Nothing but an exact reprint of the records is to be returned.
[Start of section]
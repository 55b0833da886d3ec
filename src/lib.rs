//! Sports-odds page scraper.
//!
//! Extracts match cards from a dynamically rendered, infinitely-scrolling
//! odds page behind authentication, normalizes locale-specific odds and time
//! notation, assigns deterministic identifiers, and assembles a stable JSON
//! document. The extraction pipeline is pure over an abstract page capability
//! surface; a WebDriver driver and an axum serving layer wrap it for
//! production use.

pub mod api;
pub mod assemble;
pub mod classify;
pub mod collect;
pub mod config;
pub mod dom;
pub mod error;
pub mod ids;
pub mod localtime;
pub mod models;
pub mod odds;
pub mod page;
pub mod pipeline;
pub mod text;
pub mod webdriver;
[End of section]
[YOUR SOLUTION]
repository 55b0833da886d3ec
filename src/lib.rs
//! Sports-odds page scraper.
//!
//! Extracts match cards from a dynamically rendered, infinitely-scrolling
//! odds page behind authentication, normalizes locale-specific odds and time
//! notation, assigns deterministic identifiers, and assembles a stable JSON
//! document. The extraction pipeline is pure over an abstract page capability
//! surface; a WebDriver driver and an axum serving layer wrap it for
//! production use.

pub mod api;
pub mod assemble;
pub mod classify;
pub mod collect;
pub mod config;
pub mod dom;
pub mod error;
pub mod ids;
pub mod localtime;
pub mod models;
pub mod odds;
pub mod page;
pub mod pipeline;
pub mod text;
pub mod webdriver;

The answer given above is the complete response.